Eurico de Lima Figueiredo*

                                                                                            

         Há algo de novo no fronte ideológico do império norte-americano: o cinema. Claro, não se trata de uma novidade em termos meramente tecnológicos. Afinal, faz mais de um século que  Louis Lumiére exibiu pela primeira vez, em  28 de dezembro de 1895, no boulevard  des Capucines, em Paris, o resultado  de suas magníficas descobertas. Claro, e mais uma vez ainda, não se trata de nenhuma novidade histórica. Todos os impérios, em todos os tempos, procuraram impor seus desígnios tanto através de seu poderes econômico, político e militar e - no que aqui mais de perto interessa -  ideológico. As artes e as ciências, as religiões e as filosofias sempre serviram a esse propósito. Trata-se de armas tão  sutis e refinadas quanto mortíferas: atacam por cima, invadem a cabeça. 0 que é novo  não decorre  da ação ideológica propriamente dita, tão antiga quanto os impérios, repita-se. A novidade surge, por um lado, em função das constantes descobertas tecnológicas e, por outro, das modificações da correlação de forças no plano das relações internacionais onde os EUA ocupam estratégica posição. Nas telas, o vilão de hoje pode ser o herói de ontem, e vice-versa. Rambo III (1988) é um bom exemplo. Localizado no Afeganistão, um personagem que tem tudo para ser Osama Bin Laden, hoje procurado “vivo ou morto”, é aliado do principal protagonista, Sylvester Stallone, na guerra em que o herói americano luta ao lado do povo afegão contra os invasores soviéticos.      

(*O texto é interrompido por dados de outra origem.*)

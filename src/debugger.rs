// Interactive step debugger, gated behind the host binary's `--debug` flag:
// disassembles upcoming instructions, lets the user set breakpoints/watch
// memory addresses, and single-steps or frees the interpreter to run.

use std::collections::HashSet;
use std::io::{self, Write};

use termion::{clear, color, cursor};

use crate::bus::MemoryBus;
use crate::cartridge::Cartridge;
use crate::cpu::Cpu;
use crate::error::CoreResult;
use crate::host::HostCallbacks;
use crate::input::InputState;

const DISASSEMBLY_LINES: usize = 12;

fn reg8_name(idx: u8) -> &'static str {
    match idx {
        0 => "B",
        1 => "C",
        2 => "D",
        3 => "E",
        4 => "H",
        5 => "L",
        6 => "(HL)",
        7 => "A",
        _ => unreachable!(),
    }
}

fn rp_name(idx: u8) -> &'static str {
    match idx {
        0 => "BC",
        1 => "DE",
        2 => "HL",
        3 => "SP",
        _ => unreachable!(),
    }
}

fn rp2_name(idx: u8) -> &'static str {
    match idx {
        0 => "BC",
        1 => "DE",
        2 => "HL",
        3 => "AF",
        _ => unreachable!(),
    }
}

fn cc_name(idx: u8) -> &'static str {
    match idx {
        0 => "NZ",
        1 => "Z",
        2 => "NC",
        3 => "C",
        _ => unreachable!(),
    }
}

fn alu_name(idx: u8) -> &'static str {
    match idx {
        0 => "ADD",
        1 => "ADC",
        2 => "SUB",
        3 => "SBC",
        4 => "AND",
        5 => "XOR",
        6 => "OR",
        7 => "CP",
        _ => unreachable!(),
    }
}

fn rot_name(idx: u8) -> &'static str {
    match idx {
        0 => "RLC",
        1 => "RRC",
        2 => "RL",
        3 => "RR",
        4 => "SLA",
        5 => "SRA",
        6 => "SWAP",
        7 => "SRL",
        _ => unreachable!(),
    }
}

/// Decodes the instruction at `addr` into its mnemonic text and byte length,
/// without mutating CPU or machine state (memory reads in this core have no
/// side effects observable from disassembly).
fn disassemble_one(bus: &mut MemoryBus, addr: u16) -> (u16, String) {
    let opcode = bus.read8(addr);
    let imm8 = || bus.read8(addr.wrapping_add(1));
    let imm16 =
        |bus: &mut MemoryBus| bus.read8(addr.wrapping_add(1)) as u16 | ((bus.read8(addr.wrapping_add(2)) as u16) << 8);

    if opcode == 0xCB {
        let sub = bus.read8(addr.wrapping_add(1));
        let z = sub & 7;
        let y = (sub >> 3) & 7;
        let x = (sub >> 6) & 3;
        let text = match x {
            0 => format!("{} {}", rot_name(y), reg8_name(z)),
            1 => format!("BIT {},{}", y, reg8_name(z)),
            2 => format!("RES {},{}", y, reg8_name(z)),
            3 => format!("SET {},{}", y, reg8_name(z)),
            _ => unreachable!(),
        };
        return (addr.wrapping_add(2), text);
    }

    let text = match opcode {
        0x00 => "NOP".to_string(),
        0x01 | 0x11 | 0x21 | 0x31 => format!("LD {},0x{:04X}", rp_name((opcode >> 4) & 3), imm16(bus)),
        0x02 => "LD (BC),A".to_string(),
        0x12 => "LD (DE),A".to_string(),
        0x22 => "LD (HL+),A".to_string(),
        0x32 => "LD (HL-),A".to_string(),
        0x03 | 0x13 | 0x23 | 0x33 => format!("INC {}", rp_name((opcode >> 4) & 3)),
        0x0B | 0x1B | 0x2B | 0x3B => format!("DEC {}", rp_name((opcode >> 4) & 3)),
        0x09 | 0x19 | 0x29 | 0x39 => format!("ADD HL,{}", rp_name((opcode >> 4) & 3)),
        0x0A => "LD A,(BC)".to_string(),
        0x1A => "LD A,(DE)".to_string(),
        0x2A => "LD A,(HL+)".to_string(),
        0x3A => "LD A,(HL-)".to_string(),
        0x04 | 0x0C | 0x14 | 0x1C | 0x24 | 0x2C | 0x34 | 0x3C => format!("INC {}", reg8_name((opcode >> 3) & 7)),
        0x05 | 0x0D | 0x15 | 0x1D | 0x25 | 0x2D | 0x35 | 0x3D => format!("DEC {}", reg8_name((opcode >> 3) & 7)),
        0x06 | 0x0E | 0x16 | 0x1E | 0x26 | 0x2E | 0x36 | 0x3E => {
            format!("LD {},0x{:02X}", reg8_name((opcode >> 3) & 7), imm8())
        }
        0x07 => "RLCA".to_string(),
        0x0F => "RRCA".to_string(),
        0x17 => "RLA".to_string(),
        0x1F => "RRA".to_string(),
        0x08 => format!("LD (0x{:04X}),SP", imm16(bus)),
        0x10 => "STOP".to_string(),
        0x18 => format!("JR {}", imm8() as i8),
        0x20 | 0x28 | 0x30 | 0x38 => format!("JR {},{}", cc_name((opcode >> 3) & 3), imm8() as i8),
        0x27 => "DAA".to_string(),
        0x2F => "CPL".to_string(),
        0x37 => "SCF".to_string(),
        0x3F => "CCF".to_string(),
        0x76 => "HALT".to_string(),
        0x40..=0x7F => format!("LD {},{}", reg8_name((opcode >> 3) & 7), reg8_name(opcode & 7)),
        0x80..=0xBF => format!("{} A,{}", alu_name((opcode >> 3) & 7), reg8_name(opcode & 7)),
        0xC0 | 0xC8 | 0xD0 | 0xD8 => format!("RET {}", cc_name((opcode >> 3) & 3)),
        0xC1 | 0xD1 | 0xE1 | 0xF1 => format!("POP {}", rp2_name((opcode >> 4) & 3)),
        0xC2 | 0xCA | 0xD2 | 0xDA => format!("JP {},0x{:04X}", cc_name((opcode >> 3) & 3), imm16(bus)),
        0xC3 => format!("JP 0x{:04X}", imm16(bus)),
        0xC4 | 0xCC | 0xD4 | 0xDC => format!("CALL {},0x{:04X}", cc_name((opcode >> 3) & 3), imm16(bus)),
        0xC5 | 0xD5 | 0xE5 | 0xF5 => format!("PUSH {}", rp2_name((opcode >> 4) & 3)),
        0xC6 | 0xCE | 0xD6 | 0xDE | 0xE6 | 0xEE | 0xF6 | 0xFE => {
            format!("{} A,0x{:02X}", alu_name((opcode >> 3) & 7), imm8())
        }
        0xC7 | 0xCF | 0xD7 | 0xDF | 0xE7 | 0xEF | 0xF7 | 0xFF => format!("RST 0x{:02X}", opcode & 0x38),
        0xC9 => "RET".to_string(),
        0xD9 => "RETI".to_string(),
        0xE9 => "JP (HL)".to_string(),
        0xE0 => format!("LDH (0xFF00+0x{:02X}),A", imm8()),
        0xE2 => "LD (0xFF00+C),A".to_string(),
        0xE8 => format!("ADD SP,{}", imm8() as i8),
        0xEA => format!("LD (0x{:04X}),A", imm16(bus)),
        0xF0 => format!("LDH A,(0xFF00+0x{:02X})", imm8()),
        0xF2 => "LD A,(0xFF00+C)".to_string(),
        0xF3 => "DI".to_string(),
        0xF8 => format!("LD HL,SP+{}", imm8() as i8),
        0xF9 => "LD SP,HL".to_string(),
        0xFA => format!("LD A,(0x{:04X})", imm16(bus)),
        0xFB => "EI".to_string(),
        _ => format!("DB 0x{:02X} ; reserved", opcode),
    };

    let length = match opcode {
        0x01 | 0x11 | 0x21 | 0x31 | 0x08 | 0xC2 | 0xCA | 0xD2 | 0xDA | 0xC3 | 0xC4 | 0xCC | 0xD4 | 0xDC | 0xEA
        | 0xFA => 3,
        0x06 | 0x0E | 0x16 | 0x1E | 0x26 | 0x2E | 0x36 | 0x3E | 0x18 | 0x20 | 0x28 | 0x30 | 0x38 | 0xE0 | 0xE8
        | 0xF0 | 0xF8 | 0xC6 | 0xCE | 0xD6 | 0xDE | 0xE6 | 0xEE | 0xF6 | 0xFE => 2,
        0xCB => 2,
        _ => 1,
    };
    (addr.wrapping_add(length), text)
}

#[derive(Clone, PartialEq)]
enum DebugCommand {
    Quit,
    Step,
    Continue,
    SetBreakpoint(Option<String>),
    DeleteBreakpoint(Option<String>),
    Watch(Option<String>),
    Unwatch(Option<String>),
}

pub enum DebugSignal {
    Step,
    Continue,
    Quit,
}

pub struct Debugger {
    breakpoints: HashSet<u16>,
    watched: HashSet<u16>,
    running_free: bool,
    last_cmd: DebugCommand,
}

impl Debugger {
    pub fn new() -> Self {
        Debugger {
            breakpoints: HashSet::new(),
            watched: HashSet::new(),
            running_free: false,
            last_cmd: DebugCommand::Step,
        }
    }

    fn get_command(&mut self) -> DebugCommand {
        let mut input = String::new();
        io::stdin().read_line(&mut input).unwrap();
        let mut parts = input.split_whitespace();
        match parts.next() {
            Some("q") => DebugCommand::Quit,
            Some("s") | Some("n") => DebugCommand::Step,
            Some("c") => DebugCommand::Continue,
            Some("b") => DebugCommand::SetBreakpoint(parts.next().map(String::from)),
            Some("d") => DebugCommand::DeleteBreakpoint(parts.next().map(String::from)),
            Some("w") => DebugCommand::Watch(parts.next().map(String::from)),
            Some("u") => DebugCommand::Unwatch(parts.next().map(String::from)),
            _ => self.last_cmd.clone(),
        }
    }

    fn draw(&self, cpu: &Cpu, bus: &mut MemoryBus) {
        println!("{}", clear::All);
        print!(
            "{r}╔══════════════════════════════════╗\n",
            r = cursor::Goto(1, 1)
        );
        print!(
            "{r}║ AF {af:04X}  BC {bc:04X}  DE {de:04X}  ║\n",
            r = cursor::Goto(1, 2),
            af = cpu.regs.af(),
            bc = cpu.regs.bc(),
            de = cpu.regs.de(),
        );
        print!(
            "{r}║ HL {hl:04X}  SP {sp:04X}  PC {pc:04X}  ║\n",
            r = cursor::Goto(1, 3),
            hl = cpu.regs.hl(),
            sp = cpu.regs.sp,
            pc = cpu.regs.pc,
        );
        print!(
            "{r}║ IME {ime}  HALT {halted}              ║\n",
            r = cursor::Goto(1, 4),
            ime = cpu.ime as u8,
            halted = cpu.halted as u8,
        );
        print!("{r}╚══════════════════════════════════╝\n", r = cursor::Goto(1, 5));

        let mut pc = cpu.regs.pc;
        for row in 0..DISASSEMBLY_LINES {
            let (next_pc, text) = disassemble_one(bus, pc);
            let marker = if pc == cpu.regs.pc {
                format!("{}>{}", color::Fg(color::Green), color::Fg(color::Reset))
            } else if self.breakpoints.contains(&pc) {
                format!("{}*{}", color::Fg(color::Red), color::Fg(color::Reset))
            } else {
                " ".to_string()
            };
            print!(
                "{r}{marker}0x{pc:04X}  {text}\n",
                r = cursor::Goto(1, (row + 7) as u16),
                marker = marker,
                pc = pc,
                text = text,
            );
            pc = next_pc;
        }

        if !self.watched.is_empty() {
            let base = DISASSEMBLY_LINES as u16 + 8;
            println!("{r}Watched addresses:", r = cursor::Goto(1, base));
            for (i, addr) in self.watched.iter().enumerate() {
                println!(
                    "{r}0x{addr:04X} = 0x{val:02X}",
                    r = cursor::Goto(1, base + 1 + i as u16),
                    addr = addr,
                    val = bus.read8(*addr),
                );
            }
        }

        println!(
            "\ns/n step, c continue, b/d <hex addr> set/delete breakpoint, w/u <hex addr> watch/unwatch, q quit"
        );
        print!("> ");
        io::stdout().flush().ok();
    }

    /// Call once before each `Cpu::step`. Returns what the interpreter loop
    /// should do: single-step once more, run free until the next
    /// breakpoint, or quit.
    pub fn update(&mut self, cpu: &Cpu, bus: &mut MemoryBus) -> DebugSignal {
        if self.running_free && !self.breakpoints.contains(&cpu.regs.pc) {
            return DebugSignal::Continue;
        }
        self.running_free = false;
        self.draw(cpu, bus);
        loop {
            match self.get_command() {
                DebugCommand::Quit => return DebugSignal::Quit,
                DebugCommand::Step => {
                    self.last_cmd = DebugCommand::Step;
                    return DebugSignal::Step;
                }
                DebugCommand::Continue => {
                    self.running_free = true;
                    return DebugSignal::Continue;
                }
                DebugCommand::SetBreakpoint(addr) => {
                    if let Some(addr) = parse_address(&addr) {
                        self.breakpoints.insert(addr);
                    }
                    self.draw(cpu, bus);
                }
                DebugCommand::DeleteBreakpoint(addr) => {
                    if let Some(addr) = parse_address(&addr) {
                        self.breakpoints.remove(&addr);
                    }
                    self.draw(cpu, bus);
                }
                DebugCommand::Watch(addr) => {
                    if let Some(addr) = parse_address(&addr) {
                        self.watched.insert(addr);
                    }
                    self.draw(cpu, bus);
                }
                DebugCommand::Unwatch(addr) => {
                    if let Some(addr) = parse_address(&addr) {
                        self.watched.remove(&addr);
                    }
                    self.draw(cpu, bus);
                }
            }
        }
    }
}

fn parse_address(addr: &Option<String>) -> Option<u16> {
    addr.as_ref().and_then(|a| u16::from_str_radix(a.trim_start_matches("0x"), 16).ok())
}

/// Runs a cartridge under the step debugger on the calling thread: no
/// interpreter thread, no timing coordinator, no audio/video publishing.
/// The user drives instruction stepping directly, the way the host binary's
/// `--debug` flag is meant to be used.
pub fn run_debug_session<H: HostCallbacks>(path: &str, host: &H) -> CoreResult<()> {
    let rom = host
        .load_file(path)
        .map_err(|e| crate::error::CoreError::InvalidCartridge(format!("failed to read {path}: {e}")))?;
    let now = host.local_now();
    let cartridge = Cartridge::from_bytes(rom, now)?;
    let (mut bus, _frames, _audio) = MemoryBus::new(cartridge, InputState::new(), now);
    let mut cpu = Cpu::new();
    let mut debugger = Debugger::new();

    loop {
        match debugger.update(&cpu, &mut bus) {
            DebugSignal::Quit => return Ok(()),
            DebugSignal::Step | DebugSignal::Continue => {}
        }
        bus.set_current_time(host.local_now());
        let cycles = cpu.step(&mut bus)?;
        bus.step(cycles);
    }
}

#[cfg(test)]
mod tests {
    use super::*;
    use crate::cartridge::Cartridge;
    use crate::input::InputState;
    use chrono::Utc;

    fn bus_with(program: &[u8]) -> MemoryBus {
        let mut rom = vec![0u8; 0x8000];
        rom[0x147] = 0x00;
        rom[0x148] = 0x00;
        rom[0x149] = 0x00;
        rom[0x0100..0x0100 + program.len()].copy_from_slice(program);
        let now = Utc::now();
        let cart = Cartridge::from_bytes(rom, now).unwrap();
        let (bus, _f, _a) = MemoryBus::new(cart, InputState::new(), now);
        bus
    }

    #[test]
    fn disassembles_ld_b_immediate() {
        let mut bus = bus_with(&[0x06, 0x99]);
        let (next, text) = disassemble_one(&mut bus, 0x0100);
        assert_eq!(next, 0x0102);
        assert_eq!(text, "LD B,0x99");
    }

    #[test]
    fn disassembles_cb_prefixed_bit_test() {
        let mut bus = bus_with(&[0xCB, 0x7C]);
        let (next, text) = disassemble_one(&mut bus, 0x0100);
        assert_eq!(next, 0x0102);
        assert_eq!(text, "BIT 7,H");
    }

    #[test]
    fn reserved_opcode_disassembles_as_db() {
        let mut bus = bus_with(&[0xD3]);
        let (_, text) = disassemble_one(&mut bus, 0x0100);
        assert!(text.contains("reserved"));
    }
}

 Com o passar dos tempos, o cinema não  se transformou, apenas, na expressão por excelência da sétima arte, grande beneficiária dos  avanços das ciências e das técnicas, das artes e dos saberes em geral. Metamorfoseou-se no mais formidável instrumento de captação ideológica dos povos. Constituiu-se no mais portentoso centro de irradiação hegemônica da maneira de viver, pensar e sentir dos donos do poder imperial. O cinema – ao comando da luz, câmera, ação! - instalou-se na terra encantada do imaginário humano. Permitiu ao império, o império dos sentidos e das paixões. Exerceu seus ofícios tanto ali - no centro do poder - como aqui - nos subúrbios da periferia. Vem se desincumbindo de sua missão no melhor dos ambientes possíveis. Desarmado e receptivo – mascando chicletes, sorvendo sua coca-cola, comendo pipoca o espectador ingere a ideologia, absorve a hegemonia no plano mais determinante da vida humana: o inconsciente. E isso acontece não só nas salas de projeção, mas também na lugar onde supõe estar mais protegido: sua própria casa. Os filmes da TV aberta e a cabo, assim como os disponíveis nas locadoras, cumprem notável papel coadjuvante.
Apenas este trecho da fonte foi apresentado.